Over the past couple of years, advanced technological development, adoption, and implementation have grown exponentially across industries, including health care. What started with the adoption of advanced electronic health records (EHRs) — 96 percent of hospitals and 88 percent of physicians have adopted EHRs within the last decade — is now developing into the rapid growth of AI to support administrative tasks and data analytics. A 2024 survey found 86 percent of medical organizations had started to leverage AI in workflows, and the American Medical Association found 38 percent of clinicians were using some form of AI assistance in their practices.
While other industries have quickly embraced technological advancements to streamline administration and support decision-making, development and deployment of advanced solutions and analytics within health care carry even greater significance because these technologies impact care and critical patient touchpoints.
As a registered wound care nurse with over 15 years of experience, I’ve witnessed the evolution of critical care for the most vulnerable patients and have seen firsthand how advanced technologies both support and complicate the critical care journey. There are major hurdles associated with implementing and using advanced tools like AI within health care. These include difficulties integrating new technologies into existing systems and workflows, and concerns over a reduced human touch or presence within health care.
Many of these challenges can be avoided by involving clinicians early in the development and implementation of new technologies. While other industries move to adopt advanced technologies that best fit their workflows and needs, health care must take a more critical approach to evaluate these tools through a clinical lens from the start. Only then can these tools actually make a meaningful impact within health care workflows.
Clinicians know what problems need solving.
When it comes to developing advanced health care technological tools, the input and feedback of clinicians and health care team members who are at the front lines is critical to ensure their effectiveness. When tech and software are developed within a vacuum, by developers who have never experienced clinical issues firsthand, their interpretation of the problem and how to solve it can diverge greatly from what clinicians actually see on a day-to-day basis. For example, specialty EHRs for wound care changed the way clinicians worked when they were introduced, tailoring workflows, improving clinical decision support, and enhancing patient care and outcomes overall. Yet in rural hospitals with little to no internet service, wound care nurses struggled to use these tools. By communicating that insight to EHR companies, clinicians helped drive updates to better suit their needs, allowing them to continue providing quality care for all patients. For this reason, we need more clinical and health care innovators to get involved in the developmental process of these advanced tools and software to apply their expertise and build solutions that address key problems.
Health care innovators with firsthand experience are uniquely positioned to address the industry’s longstanding and complex challenges. Their deep understanding of the problems allows them to develop more effective solutions—and to critically evaluate those solutions through a clinical lens, ensuring they ease the burden on care teams rather than add to it.

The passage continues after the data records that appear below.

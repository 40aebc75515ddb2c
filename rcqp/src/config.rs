//! Handshake and queue sizing parameters.
//!
//! Defaults reproduce the fixed values the RC handshake has always used. Override
//! via environment variables (prefixed `RCQP_`) or by constructing a custom
//! `QpConfig`. Every value is sanitized before it reaches hardware.

use std::num::NonZeroU8;

/// Largest retry count that is still bounded; 7 means "retry forever".
pub const MAX_BOUNDED_RETRY: u8 = 6;

/// Upper bound of the 5-bit timer fields (`timeout`, `min_rnr_timer`).
const MAX_TIMER: u8 = 31;

/// Path MTU negotiated in the ready-to-receive transition.
#[derive(Debug, Clone, Copy, PartialEq, Eq)]
pub enum PathMtu {
    Mtu256,
    Mtu512,
    Mtu1024,
    Mtu2048,
    Mtu4096,
}

impl PathMtu {
    pub const fn bytes(self) -> u32 {
        match self {
            PathMtu::Mtu256 => 256,
            PathMtu::Mtu512 => 512,
            PathMtu::Mtu1024 => 1024,
            PathMtu::Mtu2048 => 2048,
            PathMtu::Mtu4096 => 4096,
        }
    }

    pub fn from_bytes(bytes: u32) -> Option<Self> {
        match bytes {
            256 => Some(PathMtu::Mtu256),
            512 => Some(PathMtu::Mtu512),
            1024 => Some(PathMtu::Mtu1024),
            2048 => Some(PathMtu::Mtu2048),
            4096 => Some(PathMtu::Mtu4096),
            _ => None,
        }
    }

    pub(crate) fn to_raw(self) -> ibverbs_sys::ibv_mtu {
        match self {
            PathMtu::Mtu256 => ibverbs_sys::IBV_MTU_256,
            PathMtu::Mtu512 => ibverbs_sys::IBV_MTU_512,
            PathMtu::Mtu1024 => ibverbs_sys::IBV_MTU_1024,
            PathMtu::Mtu2048 => ibverbs_sys::IBV_MTU_2048,
            PathMtu::Mtu4096 => ibverbs_sys::IBV_MTU_4096,
        }
    }
}

/// Tuning parameters for queue pair creation and the connection handshake.
#[derive(Debug, Clone)]
pub struct QpConfig {
    /// Path MTU used once the queue pair is ready to receive.
    pub path_mtu: PathMtu,

    /// Minimum RNR NAK timer, encoded (0..=31).
    pub min_rnr_timer: u8,

    /// Local ack timeout exponent: 4.096µs * 2^timeout.
    pub ack_timeout: u8,

    /// Transport retry count. Clamped to `MAX_BOUNDED_RETRY`.
    pub retry_count: u8,

    /// Receiver-not-ready retry count. Clamped to `MAX_BOUNDED_RETRY`.
    pub rnr_retry: u8,

    /// Outstanding RDMA reads/atomics this side may initiate.
    pub max_rd_atomic: u8,

    /// Outstanding RDMA reads/atomics the peer may target at this side.
    pub max_dest_rd_atomic: u8,

    /// Inline payload capacity requested at creation.
    pub max_inline_data: u32,

    /// Partition key index bound in INIT.
    pub pkey_index: u16,

    /// Hop limit used when the peer is addressed through a GRH.
    pub hop_limit: u8,
}

impl Default for QpConfig {
    fn default() -> Self {
        Self {
            path_mtu: PathMtu::Mtu2048,
            min_rnr_timer: 26,
            ack_timeout: 14, // ~67 ms
            retry_count: MAX_BOUNDED_RETRY,
            rnr_retry: MAX_BOUNDED_RETRY,
            max_rd_atomic: 1,
            max_dest_rd_atomic: 1,
            max_inline_data: 64,
            pkey_index: 0,
            hop_limit: 64,
        }
    }
}

impl QpConfig {
    /// Load config from environment variables, falling back to defaults.
    ///
    /// The source GID index is not configured here: it is the index the
    /// [`RdmaContext`](crate::RdmaContext) was opened with, so the address a
    /// queue pair advertises and the one it sends from always agree.
    ///
    /// Recognized variables:
    /// - `RCQP_PATH_MTU` (bytes: 256, 512, 1024, 2048, 4096)
    /// - `RCQP_MIN_RNR_TIMER`
    /// - `RCQP_ACK_TIMEOUT`
    /// - `RCQP_RETRY_COUNT`
    /// - `RCQP_RNR_RETRY`
    /// - `RCQP_MAX_RD_ATOMIC`
    /// - `RCQP_MAX_DEST_RD_ATOMIC`
    /// - `RCQP_MAX_INLINE_DATA`
    /// - `RCQP_HOP_LIMIT`
    pub fn from_env() -> Self {
        Self::from_lookup(|key| std::env::var(key).ok())
    }

    /// Like [`QpConfig::from_env`], reading variables through `lookup`.
    pub fn from_lookup(lookup: impl Fn(&str) -> Option<String>) -> Self {
        fn parse<T: std::str::FromStr>(
            lookup: &impl Fn(&str) -> Option<String>,
            key: &str,
        ) -> Option<T> {
            lookup(key).and_then(|v| v.trim().parse().ok())
        }

        let mut cfg = Self::default();

        if let Some(mtu) = parse::<u32>(&lookup, "RCQP_PATH_MTU").and_then(PathMtu::from_bytes) {
            cfg.path_mtu = mtu;
        }
        if let Some(v) = parse(&lookup, "RCQP_MIN_RNR_TIMER") {
            cfg.min_rnr_timer = v;
        }
        if let Some(v) = parse(&lookup, "RCQP_ACK_TIMEOUT") {
            cfg.ack_timeout = v;
        }
        if let Some(v) = parse(&lookup, "RCQP_RETRY_COUNT") {
            cfg.retry_count = v;
        }
        if let Some(v) = parse(&lookup, "RCQP_RNR_RETRY") {
            cfg.rnr_retry = v;
        }
        if let Some(v) = parse(&lookup, "RCQP_MAX_RD_ATOMIC") {
            cfg.max_rd_atomic = v;
        }
        if let Some(v) = parse(&lookup, "RCQP_MAX_DEST_RD_ATOMIC") {
            cfg.max_dest_rd_atomic = v;
        }
        if let Some(v) = parse(&lookup, "RCQP_MAX_INLINE_DATA") {
            cfg.max_inline_data = v;
        }
        if let Some(v) = parse(&lookup, "RCQP_HOP_LIMIT") {
            cfg.hop_limit = v;
        }

        cfg
    }

    pub(crate) fn min_rnr_timer(&self) -> u8 {
        self.min_rnr_timer.min(MAX_TIMER)
    }

    pub(crate) fn ack_timeout(&self) -> u8 {
        self.ack_timeout.min(MAX_TIMER)
    }

    pub(crate) fn retry_count(&self) -> u8 {
        self.retry_count.min(MAX_BOUNDED_RETRY)
    }

    pub(crate) fn rnr_retry(&self) -> u8 {
        self.rnr_retry.min(MAX_BOUNDED_RETRY)
    }

    // A zero depth makes the responder reject the first RDMA read with
    // IBV_WC_REM_INV_REQ_ERR.
    pub(crate) fn max_rd_atomic(&self) -> NonZeroU8 {
        NonZeroU8::new(self.max_rd_atomic).unwrap_or(NonZeroU8::MIN)
    }

    pub(crate) fn max_dest_rd_atomic(&self) -> NonZeroU8 {
        NonZeroU8::new(self.max_dest_rd_atomic).unwrap_or(NonZeroU8::MIN)
    }
}

#[cfg(test)]
mod tests {
    use super::*;
    use std::collections::HashMap;

    fn lookup_from(pairs: &[(&str, &str)]) -> impl Fn(&str) -> Option<String> {
        let map: HashMap<String, String> = pairs
            .iter()
            .map(|(k, v)| (k.to_string(), v.to_string()))
            .collect();
        move |key| map.get(key).cloned()
    }

    #[test]
    fn test_defaults_match_handshake_constants() {
        let cfg = QpConfig::default();
        assert_eq!(cfg.path_mtu, PathMtu::Mtu2048);
        assert_eq!(cfg.min_rnr_timer(), 26);
        assert_eq!(cfg.ack_timeout(), 14);
        assert_eq!(cfg.retry_count(), 6);
        assert_eq!(cfg.rnr_retry(), 6);
        assert_eq!(cfg.max_rd_atomic().get(), 1);
        assert_eq!(cfg.max_dest_rd_atomic().get(), 1);
    }

    #[test]
    fn test_from_lookup_overrides() {
        let cfg = QpConfig::from_lookup(lookup_from(&[
            ("RCQP_PATH_MTU", "4096"),
            ("RCQP_ACK_TIMEOUT", "18"),
            ("RCQP_MAX_INLINE_DATA", "220"),
            ("RCQP_HOP_LIMIT", " 255 "),
        ]));
        assert_eq!(cfg.path_mtu, PathMtu::Mtu4096);
        assert_eq!(cfg.ack_timeout(), 18);
        assert_eq!(cfg.max_inline_data, 220);
        assert_eq!(cfg.hop_limit, 255);
        assert_eq!(cfg.min_rnr_timer(), 26);
    }

    #[test]
    fn test_unparsable_values_fall_back() {
        let cfg = QpConfig::from_lookup(lookup_from(&[
            ("RCQP_PATH_MTU", "3000"),
            ("RCQP_RETRY_COUNT", "many"),
            ("RCQP_MAX_RD_ATOMIC", "-1"),
        ]));
        assert_eq!(cfg.path_mtu, PathMtu::Mtu2048);
        assert_eq!(cfg.retry_count, MAX_BOUNDED_RETRY);
        assert_eq!(cfg.max_rd_atomic, 1);
    }

    #[test]
    fn test_retries_never_unbounded() {
        let cfg = QpConfig {
            retry_count: 7,
            rnr_retry: 200,
            ..QpConfig::default()
        };
        assert_eq!(cfg.retry_count(), MAX_BOUNDED_RETRY);
        assert_eq!(cfg.rnr_retry(), MAX_BOUNDED_RETRY);
    }

    #[test]
    fn test_zero_rd_atomic_is_raised_to_one() {
        let cfg = QpConfig::from_lookup(lookup_from(&[
            ("RCQP_MAX_RD_ATOMIC", "0"),
            ("RCQP_MAX_DEST_RD_ATOMIC", "0"),
        ]));
        assert_eq!(cfg.max_rd_atomic().get(), 1);
        assert_eq!(cfg.max_dest_rd_atomic().get(), 1);
    }

    #[test]
    fn test_timers_clamped_to_five_bits() {
        let cfg = QpConfig {
            min_rnr_timer: 40,
            ack_timeout: 99,
            ..QpConfig::default()
        };
        assert_eq!(cfg.min_rnr_timer(), 31);
        assert_eq!(cfg.ack_timeout(), 31);
    }

    #[test]
    fn test_path_mtu_bytes_roundtrip() {
        for mtu in [
            PathMtu::Mtu256,
            PathMtu::Mtu512,
            PathMtu::Mtu1024,
            PathMtu::Mtu2048,
            PathMtu::Mtu4096,
        ] {
            assert_eq!(PathMtu::from_bytes(mtu.bytes()), Some(mtu));
        }
        assert_eq!(PathMtu::from_bytes(0), None);
    }
}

Clinicians know what tools will help or hinder workflows.
Implementation challenges, such as interoperability, regulatory compliance, scalability, sustainability, and evaluating true cost and return on investment, can serve as complications for health systems and organizations looking to adopt new technologies. Therefore, clinical staff or leadership should be consulted when health care organizations are looking to implement new solutions. If these tools are meant to support care teams, then their input should be included in the decision-making process before leadership invests in new technology. This ensures that solutions enhance care team efficiency and effectiveness, rather than overwhelming them with more technology and software that increases administrative burden.
Clinician feedback is critical to health tech vendors.
According to the Business Research Company, the health tech market is experiencing significant growth, with a projected market size of $592 billion in 2025, a leap from $507 billion in 2024. As more health tech companies enter the market each year with solutions for clinical challenges, it’s increasingly important that these technologies accurately address real needs with efficient and effective solutions.
Vendors are essential to the health care ecosystem, providing strong partnerships and tools to address vital problems within the health care system. Their focus should be on accurately building solutions that help their customers, and consequently patients, navigate a complicated care journey. This starts by making the clinician’s perspective central to their mission and products. Whether organizations have clinicians on staff, in leadership positions, or as part of an advisory board to provide the checks and balances of a clinical lens to each product and solution, having a strong clinical voice within the company is critical when developing health care technology and software tools.
Companies should also prioritize two-way conversations with partners, seeking input from the clinicians who use the products themselves to improve designs and make necessary enhancements. They are better able to articulate what aspects of technology and software will solve clinical issues and can point developers and innovators in the right direction, providing insight into what needs to be improved upon to make each product and solution more effective.
The development and deployment of advanced technologies and software should not exist in a vacuum, especially in an industry with critical points and care journeys. Whether we incorporate accurate and reliable clinical perspectives within the innovation and development stage, the adoption and implementation of advanced tools within health systems and practices, or on the vendor side, the input of these clinicians is invaluable to propelling the industry forward and solving the real issues clinicians face every day. Software and health tech tools should be designed by clinicians or developed in close collaboration with them to ensure they are effective and truly enhance day-to-day quality care.
Kimberly Smith is a health care executive.